- Problem to solve
Produce an exact transcription of every entry.

- Dataset entries
_____

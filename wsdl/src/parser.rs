use quick_xml::{
    events::{attributes::Attributes, BytesStart, BytesText, Event},
    Reader,
};
use std::{
    collections::{HashMap, HashSet},
    io::BufRead,
};
use url::Url;

use super::{
    error,
    types::{
        Binding, BindingOperation, Definition, Field, FieldKind, Message, Method, Operation, Part,
        Port, PortDecl, PortType, QName, Schema, SchemaImport, Service, ServiceDecl, Style,
        TypeKind, XSD_NAMESPACE,
    },
    ParseOptions,
};

fn get_attributes<B: BufRead, const N: usize>(
    reader: &Reader<B>,
    attributes: Attributes<'_>,
    names: [&'static str; N],
) -> Result<[Option<String>; N], error::Error> {
    const INIT: Option<String> = None;
    let mut result = [INIT; N];

    for attribute in attributes {
        let attribute = attribute?;
        let key = reader.decode(attribute.key)?;

        for (index, name) in names.iter().enumerate() {
            if key == *name {
                result[index] = Some(attribute.unescape_and_decode_value(reader)?);
                break;
            }
        }
    }

    Ok(result)
}

fn required(
    value: Option<String>,
    element: &str,
    attribute: &'static str,
) -> Result<String, error::Error> {
    value.ok_or_else(|| error::Error::MissingAttribute {
        element: element.to_owned(),
        attribute,
    })
}

fn split_namespaced_name(prefixed_name: &str) -> (Option<&str>, &str) {
    match prefixed_name.split_once(':') {
        Some((prefix, name)) => (Some(prefix), name),
        None => (None, prefixed_name),
    }
}

const SOAP_BINDING_NAMESPACE: &str = "http://schemas.xmlsoap.org/wsdl/soap/";

fn xsd(name: &str) -> QName {
    QName::new(XSD_NAMESPACE, name)
}

fn fetch(url: &Url) -> Result<Vec<u8>, error::Error> {
    match url.scheme() {
        "file" => std::fs::read(
            url.to_file_path()
                .map_err(|()| error::Error::PathConversionError(None))?,
        )
        .map_err(error::Error::FileOpenError),

        "http" | "https" => Ok(reqwest::blocking::get(url.clone())?
            .error_for_status()?
            .bytes()?
            .to_vec()),

        other => Err(error::Error::UnsupportedScheme(other.into())),
    }
}

#[derive(Default)]
struct Scope {
    prefixes: HashMap<Option<String>, String>,
    target: Option<String>,
}

#[derive(Default)]
struct CurrentNamespaces {
    scopes: Vec<Scope>,
}

impl CurrentNamespaces {
    fn push(&mut self, scope: Scope) {
        self.scopes.push(scope);
    }

    fn pop(&mut self) {
        self.scopes.pop();
    }

    fn prefix(&self, prefix: Option<&str>) -> Option<&str> {
        let key = prefix.map(ToOwned::to_owned);
        self.scopes
            .iter()
            .rev()
            .find_map(|scope| scope.prefixes.get(&key))
            .map(String::as_str)
    }

    fn target(&self) -> &str {
        self.scopes
            .iter()
            .rev()
            .find_map(|scope| scope.target.as_deref())
            .unwrap_or_default()
    }

    fn target_namespaced(&self, name: String) -> QName {
        QName::new(self.target(), name)
    }

    fn resolve(&self, prefixed_name: &str) -> Result<QName, error::Error> {
        let (prefix, local_name) = split_namespaced_name(prefixed_name);

        let namespace = match prefix {
            Some(prefix) => self
                .prefix(Some(prefix))
                .ok_or_else(|| error::Error::UnknownPrefix(prefix.to_owned()))?,
            None => self.prefix(None).unwrap_or_else(|| self.target()),
        };

        Ok(QName::new(namespace, local_name))
    }
}

#[derive(Debug)]
enum ParseState {
    Definitions,

    Types,
    Schema {
        index: usize,
    },
    Element {
        name: String,
        ty: Option<QName>,
        kind: Option<TypeKind>,
    },
    ComplexType {
        name: Option<String>,
        kind: Option<TypeKind>,
    },
    Content {
        simple: bool,
        kind: Option<TypeKind>,
    },
    Derivation {
        base: QName,
        extension: bool,
        fields: Vec<Field>,
    },
    Sequence(Vec<Field>),
    SequenceElement {
        name: String,
        kind: Option<FieldKind>,
    },
    SimpleType {
        name: Option<String>,
        base: Option<QName>,
    },

    Message {
        name: QName,
        parts: Vec<Part>,
    },

    PortType {
        name: QName,
        operations: Vec<Operation>,
    },
    Operation {
        name: String,
        documentation: Option<String>,
        input: Option<QName>,
        output: Option<QName>,
    },
    Documentation(String),

    Binding {
        name: QName,
        ty: QName,
        transport: Option<String>,
        style: Option<Style>,
        operations: Vec<BindingOperation>,
    },
    BindingOperation {
        name: String,
        action: String,
        style: Option<Style>,
        namespace: Option<String>,
    },
    BindingInput {
        namespace: Option<String>,
    },

    Service {
        name: String,
        ports: Vec<PortDecl>,
    },
    Port {
        name: String,
        binding: QName,
        location: Option<String>,
    },

    Other,
}
use std::{fs, path::PathBuf, time::Duration};

use structopt::StructOpt;
use sudslib::{KeywordError, LibraryOptions, SudsBackend, SudsLibrary};
use thiserror::Error;
use tracing_subscriber::EnvFilter;

mod run;
mod table;

use run::Runner;

#[derive(Debug, Error)]
pub enum Error {
    #[error("Unable to read keyword table")]
    IoError(#[from] std::io::Error),

    #[error("Line {line}: {message}")]
    Table { line: usize, message: String },

    #[error("Line {line}: variable '${{{name}}}' is not set")]
    UnknownVariable { line: usize, name: String },

    #[error("Line {line}: keyword '{keyword}' failed")]
    Keyword {
        line: usize,
        keyword: String,
        #[source]
        source: KeywordError,
    },

    #[error("Line {line}: {message}")]
    Assertion { line: usize, message: String },
}

#[derive(StructOpt)]
struct Args {
    /// Network timeout in seconds for every client created.
    #[structopt(short, long, default_value = "90")]
    timeout: u64,

    /// Log as JSON lines.
    #[structopt(long)]
    json: bool,

    /// Pipe-separated keyword table to run.
    table: PathBuf,
}

fn init_logging(json: bool) {
    let filter = EnvFilter::try_from_default_env().unwrap_or_else(|_| "info".into());
    let builder = tracing_subscriber::fmt().with_env_filter(filter);

    if json {
        builder.json().init();
    } else {
        builder.init();
    }
}

#[paw::main]
fn main(args: Args) -> Result<(), Error> {
    init_logging(args.json);

    let source = fs::read_to_string(&args.table)?;
    let steps = table::parse(&source)?;

    let curdir = args
        .table
        .parent()
        .filter(|parent| !parent.as_os_str().is_empty())
        .map_or_else(|| ".".to_owned(), |parent| parent.display().to_string());

    let library = SudsLibrary::with_backend(
        SudsBackend,
        LibraryOptions {
            timeout: Some(Duration::from_secs(args.timeout)),
            ..LibraryOptions::default()
        },
    );

    let mut runner = Runner::new(library, &curdir);
    if let Err(error) = runner.run_all(&steps) {
        tracing::error!(error = %error, cause = ?std::error::Error::source(&error), "Table failed");
        return Err(error);
    }

    tracing::info!(
        steps = steps.len(),
        clients = runner.library().client_count(),
        "Table passed"
    );
    Ok(())
}
/// OpenAPI documentation generation.
pub mod documentation;
/// Health check service.
pub mod health_service;
/// Background expiry of stale sessions.
pub mod session_sweeper;
/// Participant session registry and room operations.
pub mod session_service;
/// Server-Sent Events streaming of session views.
pub mod sse_service;
/// Storage connection supervisor toggling degraded mode.
pub mod storage_supervisor;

_____

- Result
filename wsdl/src/parser.rs
use quick_xml::{
    events::{attributes::Attributes, BytesStart, BytesText, Event},
    Reader,
};
use std::{
    collections::{HashMap, HashSet},
    io::BufRead,
};
use url::Url;

use super::{
    error,
    types::{
        Binding, BindingOperation, Definition, Field, FieldKind, Message, Method, Operation, Part,
        Port, PortDecl, PortType, QName, Schema, SchemaImport, Service, ServiceDecl, Style,
        TypeKind, XSD_NAMESPACE,
    },
    ParseOptions,
};

fn get_attributes<B: BufRead, const N: usize>(
    reader: &Reader<B>,
    attributes: Attributes<'_>,
    names: [&'static str; N],
) -> Result<[Option<String>; N], error::Error> {
    const INIT: Option<String> = None;
    let mut result = [INIT; N];

    for attribute in attributes {
        let attribute = attribute?;
        let key = reader.decode(attribute.key)?;

        for (index, name) in names.iter().enumerate() {
            if key == *name {
                result[index] = Some(attribute.unescape_and_decode_value(reader)?);
                break;
            }
        }
    }

    Ok(result)
}

fn required(
    value: Option<String>,
    element: &str,
    attribute: &'static str,
) -> Result<String, error::Error> {
    value.ok_or_else(|| error::Error::MissingAttribute {
        element: element.to_owned(),
        attribute,
    })
}

fn split_namespaced_name(prefixed_name: &str) -> (Option<&str>, &str) {
    match prefixed_name.split_once(':') {
        Some((prefix, name)) => (Some(prefix), name),
        None => (None, prefixed_name),
    }
}

const SOAP_BINDING_NAMESPACE: &str = "http://schemas.xmlsoap.org/wsdl/soap/";

fn xsd(name: &str) -> QName {
    QName::new(XSD_NAMESPACE, name)
}

fn fetch(url: &Url) -> Result<Vec<u8>, error::Error> {
    match url.scheme() {
        "file" => std::fs::read(
            url.to_file_path()
                .map_err(|()| error::Error::PathConversionError(None))?,
        )
        .map_err(error::Error::FileOpenError),

        "http" | "https" => Ok(reqwest::blocking::get(url.clone())?
            .error_for_status()?
            .bytes()?
            .to_vec()),

        other => Err(error::Error::UnsupportedScheme(other.into())),
    }
}

#[derive(Default)]
struct Scope {
    prefixes: HashMap<Option<String>, String>,
    target: Option<String>,
}

#[derive(Default)]
struct CurrentNamespaces {
    scopes: Vec<Scope>,
}

impl CurrentNamespaces {
    fn push(&mut self, scope: Scope) {
        self.scopes.push(scope);
    }

    fn pop(&mut self) {
        self.scopes.pop();
    }

    fn prefix(&self, prefix: Option<&str>) -> Option<&str> {
        let key = prefix.map(ToOwned::to_owned);
        self.scopes
            .iter()
            .rev()
            .find_map(|scope| scope.prefixes.get(&key))
            .map(String::as_str)
    }

    fn target(&self) -> &str {
        self.scopes
            .iter()
            .rev()
            .find_map(|scope| scope.target.as_deref())
            .unwrap_or_default()
    }

    fn target_namespaced(&self, name: String) -> QName {
        QName::new(self.target(), name)
    }

    fn resolve(&self, prefixed_name: &str) -> Result<QName, error::Error> {
        let (prefix, local_name) = split_namespaced_name(prefixed_name);

        let namespace = match prefix {
            Some(prefix) => self
                .prefix(Some(prefix))
                .ok_or_else(|| error::Error::UnknownPrefix(prefix.to_owned()))?,
            None => self.prefix(None).unwrap_or_else(|| self.target()),
        };

        Ok(QName::new(namespace, local_name))
    }
}

#[derive(Debug)]
enum ParseState {
    Definitions,

    Types,
    Schema {
        index: usize,
    },
    Element {
        name: String,
        ty: Option<QName>,
        kind: Option<TypeKind>,
    },
    ComplexType {
        name: Option<String>,
        kind: Option<TypeKind>,
    },
    Content {
        simple: bool,
        kind: Option<TypeKind>,
    },
    Derivation {
        base: QName,
        extension: bool,
        fields: Vec<Field>,
    },
    Sequence(Vec<Field>),
    SequenceElement {
        name: String,
        kind: Option<FieldKind>,
    },
    SimpleType {
        name: Option<String>,
        base: Option<QName>,
    },

    Message {
        name: QName,
        parts: Vec<Part>,
    },

    PortType {
        name: QName,
        operations: Vec<Operation>,
    },
    Operation {
        name: String,
        documentation: Option<String>,
        input: Option<QName>,
        output: Option<QName>,
    },
    Documentation(String),

    Binding {
        name: QName,
        ty: QName,
        transport: Option<String>,
        style: Option<Style>,
        operations: Vec<BindingOperation>,
    },
    BindingOperation {
        name: String,
        action: String,
        style: Option<Style>,
        namespace: Option<String>,
    },
    BindingInput {
        namespace: Option<String>,
    },

    Service {
        name: String,
        ports: Vec<PortDecl>,
    },
    Port {
        name: String,
        binding: QName,
        location: Option<String>,
    },

    Other,
}
use std::{fs, path::PathBuf, time::Duration};

use structopt::StructOpt;
use sudslib::{KeywordError, LibraryOptions, SudsBackend, SudsLibrary};
use thiserror::Error;
use tracing_subscriber::EnvFilter;

mod run;
mod table;

use run::Runner;

#[derive(Debug, Error)]
pub enum Error {
    #[error("Unable to read keyword table")]
    IoError(#[from] std::io::Error),

    #[error("Line {line}: {message}")]
    Table { line: usize, message: String },

    #[error("Line {line}: variable '${{{name}}}' is not set")]
    UnknownVariable { line: usize, name: String },

    #[error("Line {line}: keyword '{keyword}' failed")]
    Keyword {
        line: usize,
        keyword: String,
        #[source]
        source: KeywordError,
    },

    #[error("Line {line}: {message}")]
    Assertion { line: usize, message: String },
}

#[derive(StructOpt)]
struct Args {
    /// Network timeout in seconds for every client created.
    #[structopt(short, long, default_value = "90")]
    timeout: u64,

    /// Log as JSON lines.
    #[structopt(long)]
    json: bool,

    /// Pipe-separated keyword table to run.
    table: PathBuf,
}

fn init_logging(json: bool) {
    let filter = EnvFilter::try_from_default_env().unwrap_or_else(|_| "info".into());
    let builder = tracing_subscriber::fmt().with_env_filter(filter);

    if json {
        builder.json().init();
    } else {
        builder.init();
    }
}

#[paw::main]
fn main(args: Args) -> Result<(), Error> {
    init_logging(args.json);

    let source = fs::read_to_string(&args.table)?;
    let steps = table::parse(&source)?;

    let curdir = args
        .table
        .parent()
        .filter(|parent| !parent.as_os_str().is_empty())
        .map_or_else(|| ".".to_owned(), |parent| parent.display().to_string());

    let library = SudsLibrary::with_backend(
        SudsBackend,
        LibraryOptions {
            timeout: Some(Duration::from_secs(args.timeout)),
            ..LibraryOptions::default()
        },
    );

    let mut runner = Runner::new(library, &curdir);
    if let Err(error) = runner.run_all(&steps) {
        tracing::error!(error = %error, cause = ?std::error::Error::source(&error), "Table failed");
        return Err(error);
    }

    tracing::info!(
        steps = steps.len(),
        clients = runner.library().client_count(),
        "Table passed"
    );
    Ok(())
}
/// OpenAPI documentation generation.
pub mod documentation;
/// Health check service.
pub mod health_service;
/// Background expiry of stale sessions.
pub mod session_sweeper;
/// Participant session registry and room operations.
pub mod session_service;
/// Server-Sent Events streaming of session views.
pub mod sse_service;
/// Storage connection supervisor toggling degraded mode.
pub mod storage_supervisor;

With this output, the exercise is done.